### Exercise prompt
Would you restate word for word the lines of the listing, beginning at the first and ending with the line that holds "let game_state = match"?

### Input data
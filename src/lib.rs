//! Poker Equity is a library for analyzing Texas Hold'em hands.
//!
//! Given two hole cards, the community cards and a number of opponents
//! it estimates win, tie and loss rates with a Monte Carlo simulation,
//! then combines that with the pot math to recommend an action.
//!
//! ```
//! use poker_equity::holdem::{Action, AnalyzerBuilder, GameState};
//!
//! let game_state = GameState::from_strs("AhAd", "Ac2d9s", 2)
//!     .unwrap()
//!     .pot_size(100.0)
//!     .bet_to_call(20.0);
//!
//! let mut analyzer = AnalyzerBuilder::default().trials(2_000).seed(7).build().unwrap();
//! let analysis = analyzer.analyze(&game_state).unwrap();
//!
//! assert_eq!("Three of a Kind", analysis.hand_type);
//! assert_eq!(Action::AllIn, analysis.action);
//! ```

/// Allow all the core poker functionality to be used
/// externally. Everything in core should be agnostic
/// to poker style.
pub mod core;
/// Holdem specific simulation and analysis.
pub mod holdem;
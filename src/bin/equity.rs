use clap::Parser;
use poker_equity::holdem::{AnalyzerBuilder, DEFAULT_TRIALS, GameState};
use tracing_subscriber::EnvFilter;

#[derive(Parser)]
#[command(author, version, long_about = None)]
#[command(name = "equity")]
#[command(about = "Estimate the equity of a Texas Hold'em hand and recommend an action")]
struct Cli {
    /// Hero hole cards, for example AhAd
    #[arg(long)]
    hole: String,

    /// Community cards dealt so far, for example Ac2d9s
    #[arg(long, default_value = "")]
    board: String,

    /// Number of opponents still in the hand
    #[arg(short, long, default_value_t = 1)]
    opponents: usize,

    /// Monte Carlo trials to run
    #[arg(short, long, default_value_t = DEFAULT_TRIALS)]
    trials: usize,

    /// Seed for a repeatable run
    #[arg(short, long)]
    seed: Option<u64>,

    #[arg(long, default_value_t = 0.0)]
    pot: f64,

    #[arg(long, default_value_t = 0.0)]
    to_call: f64,

    /// Chips behind, used for implied odds
    #[arg(long, default_value_t = 0.0)]
    stack: f64,
}

fn main() {
    tracing_subscriber::fmt()
        .with_env_filter(EnvFilter::from_default_env())
        .init();

    let cli = Cli::parse();

    let game_state = match GameState::from_strs(&cli.hole, &cli.board, cli.opponents) {
        Ok(gs) => gs.pot_size(cli.pot).bet_to_call(cli.to_call).stack_size(cli.stack),
        Err(e) => {
            eprintln!("Error parsing cards: {e}");
            std::process::exit(1);
        }
    };

    let mut builder = AnalyzerBuilder::default().trials(cli.trials);
    if let Some(seed) = cli.seed {
        builder = builder.seed(seed);
    }

    match builder.build().and_then(|mut a| a.analyze(&game_state)) {
        Ok(analysis) => {
            println!("Hand: {} ({:?})", analysis.hand_type, analysis.street);
            println!(
                "Win: {:.2}%  Tie: {:.2}%  Loss: {:.2}%",
                analysis.win_probability, analysis.tie_probability, analysis.loss_probability
            );
            println!("Equity: {:.2}% over {} trials", analysis.equity, analysis.trials);
            println!(
                "Pot odds: {:.3}  Implied odds: {:.3}  EV: {:.2}",
                analysis.pot_odds, analysis.implied_odds, analysis.expected_value
            );
            println!("Board: {:?}", analysis.board_texture);
            println!(
                "Action: {} (confidence {})",
                analysis.action, analysis.confidence
            );
            println!();
            for reason in &analysis.reasoning {
                println!("- {reason}");
            }
        }
        Err(e) => {
            eprintln!("Error analyzing hand: {e}");
            std::process::exit(1);
        }
    }
}
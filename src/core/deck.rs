use std::collections::HashSet;
use std::ops::{Index, Range, RangeFrom, RangeFull, RangeTo};

use rand::Rng;
use rand::seq::{IndexedRandom, SliceRandom};

use super::{Card, PokerEngineError, Suit, Value};

/// `Deck` is an ordered collection of cards that allows easy
/// indexing and random sampling. The default deck is the
/// normal 52 card deck in sorted order.
#[derive(Debug, Clone, PartialEq)]
pub struct Deck {
    /// Card storage.
    cards: Vec<Card>,
}

impl Deck {
    /// Create a new empty deck.
    pub fn new() -> Self {
        Self { cards: Vec::new() }
    }

    /// How many cards are there in the deck ?
    pub fn len(&self) -> usize {
        self.cards.len()
    }

    /// Have all cards been dealt ?
    pub fn is_empty(&self) -> bool {
        self.cards.is_empty()
    }

    /// Given a card, is it in the current deck?
    pub fn contains(&self, c: &Card) -> bool {
        self.cards.contains(c)
    }

    /// Add a card to the deck.
    /// This does not check if the card is already in the deck.
    /// It will just add it to the end of the deck.
    pub fn push(&mut self, c: Card) {
        self.cards.push(c);
    }

    /// Deal a card if there is one there to deal.
    /// None if the deck is empty
    pub fn deal(&mut self) -> Option<Card> {
        self.cards.pop()
    }

    pub fn iter(&self) -> std::slice::Iter<'_, Card> {
        self.cards.iter()
    }

    /// Randomly shuffle the deck.
    pub fn shuffle<R: Rng>(&mut self, rng: &mut R) {
        self.cards.shuffle(rng)
    }

    /// Produce a new deck holding every card of this deck except
    /// the known cards. Order of the remaining cards is kept.
    ///
    /// Fails if the known cards themselves contain a duplicate.
    ///
    /// # Examples
    ///
    /// ```
    /// use poker_equity::core::{Card, Deck};
    ///
    /// let known: Vec<Card> = ["Ah", "Kd"].iter().map(|s| s.parse().unwrap()).collect();
    /// let deck = Deck::default().remove_known(&known).unwrap();
    ///
    /// assert_eq!(50, deck.len());
    /// assert!(!deck.contains(&known[0]));
    /// ```
    pub fn remove_known(&self, known: &[Card]) -> Result<Self, PokerEngineError> {
        let mut seen = HashSet::with_capacity(known.len());
        for card in known {
            if !seen.insert(*card) {
                return Err(PokerEngineError::DuplicateCard(*card));
            }
        }
        let cards = self
            .cards
            .iter()
            .filter(|c| !seen.contains(*c))
            .copied()
            .collect();
        Ok(Self { cards })
    }

    /// Draw `n` distinct cards uniformly at random without
    /// changing the deck. The order of the returned cards is random
    /// as well, so callers can split the sample into board and hands.
    ///
    /// The rng is passed in so that a seeded generator gives
    /// repeatable draws.
    ///
    /// # Examples
    ///
    /// ```
    /// use rand::{SeedableRng, rngs::StdRng};
    /// use poker_equity::core::Deck;
    ///
    /// let deck = Deck::default();
    /// let mut rng = StdRng::seed_from_u64(7);
    /// let cards = deck.sample_without_replacement(7, &mut rng).unwrap();
    ///
    /// assert_eq!(7, cards.len());
    /// assert!(deck.sample_without_replacement(53, &mut rng).is_err());
    /// ```
    pub fn sample_without_replacement<R: Rng + ?Sized>(
        &self,
        n: usize,
        rng: &mut R,
    ) -> Result<Vec<Card>, PokerEngineError> {
        if n > self.cards.len() {
            return Err(PokerEngineError::InsufficientDeck {
                needed: n,
                available: self.cards.len(),
            });
        }
        Ok(self.cards.choose_multiple(rng, n).copied().collect())
    }
}

impl Default for Deck {
    /// Create the default 52 card deck
    ///
    /// ```
    /// use poker_equity::core::Deck;
    ///
    /// assert_eq!(52, Deck::default().len());
    /// ```
    fn default() -> Self {
        let cards = Value::values()
            .into_iter()
            .flat_map(|value| Suit::suits().into_iter().map(move |suit| Card { value, suit }))
            .collect();
        Self { cards }
    }
}

impl Index<usize> for Deck {
    type Output = Card;
    fn index(&self, index: usize) -> &Card {
        &self.cards[index]
    }
}
impl Index<Range<usize>> for Deck {
    type Output = [Card];
    fn index(&self, index: Range<usize>) -> &[Card] {
        &self.cards[index]
    }
}
impl Index<RangeTo<usize>> for Deck {
    type Output = [Card];
    fn index(&self, index: RangeTo<usize>) -> &[Card] {
        &self.cards[index]
    }
}
impl Index<RangeFrom<usize>> for Deck {
    type Output = [Card];
    fn index(&self, index: RangeFrom<usize>) -> &[Card] {
        &self.cards[index]
    }
}
impl Index<RangeFull> for Deck {
    type Output = [Card];
    fn index(&self, index: RangeFull) -> &[Card] {
        &self.cards[index]
    }
}

impl From<Vec<Card>> for Deck {
    fn from(value: Vec<Card>) -> Self {
        Self { cards: value }
    }
}

/// Turn a deck into an iterator
impl IntoIterator for Deck {
    type Item = Card;
    type IntoIter = std::vec::IntoIter<Card>;
    /// Consume this deck and create a new iterator.
    fn into_iter(self) -> Self::IntoIter {
        self.cards.into_iter()
    }
}
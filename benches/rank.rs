#[macro_use]
extern crate criterion;

use criterion::Criterion;
use poker_equity::core::{Deck, Hand, Rankable, compare};
use rand::{SeedableRng, rngs::StdRng};

fn sample_hand(n: usize, seed: u64) -> Hand {
    let mut rng = StdRng::seed_from_u64(seed);
    let cards = Deck::default()
        .sample_without_replacement(n, &mut rng)
        .expect("Should be able to sample from a full deck.");
    Hand::new_with_cards(cards).expect("Sampled cards are unique.")
}

fn rank_one(c: &mut Criterion) {
    let hand = sample_hand(5, 1);
    c.bench_function("Rank one 5 card hand", move |b| b.iter(|| hand.rank()));
}

fn rank_best_seven(c: &mut Criterion) {
    let hand = sample_hand(7, 2);
    c.bench_function("Rank best 5card hand from 7", move |b| {
        b.iter(|| hand.rank())
    });
}

fn compare_two_sevens(c: &mut Criterion) {
    let a = sample_hand(7, 3).rank().expect("Seven cards rank.");
    let b_rank = sample_hand(7, 4).rank().expect("Seven cards rank.");
    c.bench_function("Compare two ranked hands", move |b| {
        b.iter(|| compare(&a, &b_rank))
    });
}

criterion_group!(benches, rank_one, rank_best_seven, compare_two_sevens);
criterion_main!(benches);
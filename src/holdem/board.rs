use crate::core::{Card, Suit, Value};

/// Rough description of how the community cards interact.
#[derive(Copy, Clone, Debug, PartialEq, Eq)]
#[cfg_attr(feature = "serde", derive(serde::Serialize, serde::Deserialize))]
pub enum BoardTexture {
    /// Fewer than three community cards.
    Preflop,
    /// Unpaired, no three of a suit and no connected ranks.
    Dry,
    /// Three or more of a suit, or ranks close enough to make straights.
    Wet,
    /// Neither wet nor dry.
    Coordinated,
}

/// Which draws the board leaves open.
#[derive(Copy, Clone, Debug, PartialEq, Eq)]
#[cfg_attr(feature = "serde", derive(serde::Serialize, serde::Deserialize))]
pub struct DrawPotential {
    pub flush_draw: bool,
    pub straight_draw: bool,
    pub pair_draw: bool,
}

/// Counts needed by both the texture and the draws.
struct BoardShape {
    max_suit: usize,
    connected: bool,
    paired: bool,
}

impl BoardShape {
    fn new(board: &[Card]) -> Self {
        let max_suit = Suit::suits()
            .iter()
            .map(|s| board.iter().filter(|c| c.suit == *s).count())
            .max()
            .unwrap_or(0);

        let mut values: Vec<Value> = board.iter().map(|c| c.value).collect();
        values.sort_unstable();

        // Neighbouring ranks within two of each other, a pair included.
        let connected = values
            .windows(2)
            .any(|w| w[1].rank_number() - w[0].rank_number() <= 2);

        let before = values.len();
        values.dedup();
        let paired = values.len() != before;

        Self {
            max_suit,
            connected,
            paired,
        }
    }
}

impl BoardTexture {
    /// ```
    /// use poker_equity::core::Hand;
    /// use poker_equity::holdem::BoardTexture;
    ///
    /// let board = Hand::new_from_str("Kc7d2s").unwrap();
    /// assert_eq!(BoardTexture::Dry, BoardTexture::from_board(&board[..]));
    /// ```
    pub fn from_board(board: &[Card]) -> Self {
        if board.len() < 3 {
            return BoardTexture::Preflop;
        }
        let shape = BoardShape::new(board);
        if shape.max_suit >= 3 || shape.connected {
            BoardTexture::Wet
        } else if !shape.paired {
            BoardTexture::Dry
        } else {
            BoardTexture::Coordinated
        }
    }
}

impl DrawPotential {
    pub fn from_board(board: &[Card]) -> Self {
        if board.len() < 3 {
            return Self {
                flush_draw: false,
                straight_draw: false,
                pair_draw: true,
            };
        }
        let shape = BoardShape::new(board);
        Self {
            flush_draw: shape.max_suit >= 3,
            straight_draw: shape.connected,
            pair_draw: board.len() < 5 || !shape.paired,
        }
    }
}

### Answer area
filename src/lib.rs
//! Poker Equity is a library for analyzing Texas Hold'em hands.
//!
//! Given two hole cards, the community cards and a number of opponents
//! it estimates win, tie and loss rates with a Monte Carlo simulation,
//! then combines that with the pot math to recommend an action.
//!
//! ```
//! use poker_equity::holdem::{Action, AnalyzerBuilder, GameState};
//!
//! let game_state = GameState::from_strs("AhAd", "Ac2d9s", 2)
//!     .unwrap()
//!     .pot_size(100.0)
//!     .bet_to_call(20.0);
//!
//! let mut analyzer = AnalyzerBuilder::default().trials(2_000).seed(7).build().unwrap();
//! let analysis = analyzer.analyze(&game_state).unwrap();
//!
//! assert_eq!("Three of a Kind", analysis.hand_type);
//! assert_eq!(Action::AllIn, analysis.action);
//! ```

/// Allow all the core poker functionality to be used
/// externally. Everything in core should be agnostic
/// to poker style.
pub mod core;
/// Holdem specific simulation and analysis.
pub mod holdem;
filename src/bin/equity.rs
use clap::Parser;
use poker_equity::holdem::{AnalyzerBuilder, DEFAULT_TRIALS, GameState};
use tracing_subscriber::EnvFilter;

#[derive(Parser)]
#[command(author, version, long_about = None)]
#[command(name = "equity")]
#[command(about = "Estimate the equity of a Texas Hold'em hand and recommend an action")]
struct Cli {
    /// Hero hole cards, for example AhAd
    #[arg(long)]
    hole: String,

    /// Community cards dealt so far, for example Ac2d9s
    #[arg(long, default_value = "")]
    board: String,

    /// Number of opponents still in the hand
    #[arg(short, long, default_value_t = 1)]
    opponents: usize,

    /// Monte Carlo trials to run
    #[arg(short, long, default_value_t = DEFAULT_TRIALS)]
    trials: usize,

    /// Seed for a repeatable run
    #[arg(short, long)]
    seed: Option<u64>,

    #[arg(long, default_value_t = 0.0)]
    pot: f64,

    #[arg(long, default_value_t = 0.0)]
    to_call: f64,

    /// Chips behind, used for implied odds
    #[arg(long, default_value_t = 0.0)]
    stack: f64,
}

fn main() {
    tracing_subscriber::fmt()
        .with_env_filter(EnvFilter::from_default_env())
        .init();

    let cli = Cli::parse();

    let game_state = match GameState::from_strs(&cli.hole, &cli.board, cli.opponents) {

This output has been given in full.